OS X is a Unix-derivative, so I think "~" should refer to the user's
home directory just like on Linux. Skip would know for sure.
>> the utilities, but I'm still wondering why everything else checks the
>> current directory first and then elsewhere for it's modules etc. when
>> the testtools and utilities don't...?
I read this issue a little differently than Tony, I think. It sounded
to me like you were having trouble with Python finding the imported
modules, so I'll respond to that since Tony has already done a great job
describing the configuration and data file stuff.
Every Python installation has a default location where it searches for
all the standard library modules that come with the Python distribution.

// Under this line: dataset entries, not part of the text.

use super::operations::{ViewMethod, ViewSecurity};
use super::schemas::ResolvedType;
use serde::Serialize;

/// The fully resolved, template-ready view of a description document.
#[derive(Debug, Clone, Serialize)]
#[serde(rename_all = "camelCase")]
pub struct ViewModel {
    pub title: String,
    pub description: Option<String>,
    pub version: String,
    /// Base URL requests are issued against, when one can be computed.
    pub domain: Option<String>,
    pub class_name: String,
    pub module_name: String,
    pub is_node: bool,
    pub is_es6: bool,
    pub imports: Vec<String>,
    /// Document-level: `secure` is set when security definitions exist, the other
    /// flags when any secure method needs them.
    pub security: ViewSecurity,
    pub enumerations: Vec<EnumDefinition>,
    pub definitions: Vec<ViewDefinition>,
    pub methods: Vec<ViewMethod>,
}

/// An enumeration collected during the build, unique by `name`.
#[derive(Debug, Clone, PartialEq, Serialize)]
pub struct EnumDefinition {
    pub name: String,
    pub values: Vec<serde_json::Value>,
    pub description: Option<String>,
}

/// A model definition following the `…ResponseModel` naming convention.
#[derive(Debug, Clone, Serialize)]
#[serde(rename_all = "camelCase")]
pub struct ViewDefinition {
    pub name: String,
    /// `name` without its first `Response`.
    pub model_plain_name: String,
    /// `model_plain_name` without its first `Model`.
    pub model_raw_name: String,
    pub description: Option<String>,
    pub is_response: bool,
    pub is_request: bool,
    pub includes: Vec<ViewInclude>,
    pub resolved_type: ResolvedType,
}

/// A relation declared through an `includes_one:`/`includes_many:` directive.
#[derive(Debug, Clone, PartialEq, Eq, Serialize)]
#[serde(rename_all = "camelCase")]
pub struct ViewInclude {
    /// Lowercased model name, pluralized for `includes_many`.
    pub key: String,
    /// e.g. `Order`
    pub model: String,
    /// e.g. `OrderResponseModel`
    pub response_model: String,
    pub many: bool,
}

Sounds like for you it is "/System/Library/Python.framework/". One way
to make sure that all SpamBayes apps can find the SB library modules is
to install the "spambayes" folder and all of its contents under this
default library path. This is what the setup.py script in the root of
the SpamBayes distribution does if you run "python setup.py install".
There is also an environment variable, PYTHONPATH, that you can set to a
list of additional directories to search for library modules. This is
most often used during development so that apps can be tested from the
source tree before they are installed into the default path.
Another way that is used by some of the SpamBayes scripts is to directly
manipulate the "sys.path" variable at the start of the Python script.
Python doesn't default to looking for modules in the current directory,
but some of the scripts force this by adding the current working
directory to sys.path when they run. This method is somewhat fragile
and relies on two things: you have to maintain the exact directory
structure from the SpamBayes distribution, and you have to run the
script with your working directory set to the directory containing the
script file. You will also find that not all of the scripts handle this
the same way, especially those in the utilities and testtools
directories that are used mostly for development and testing.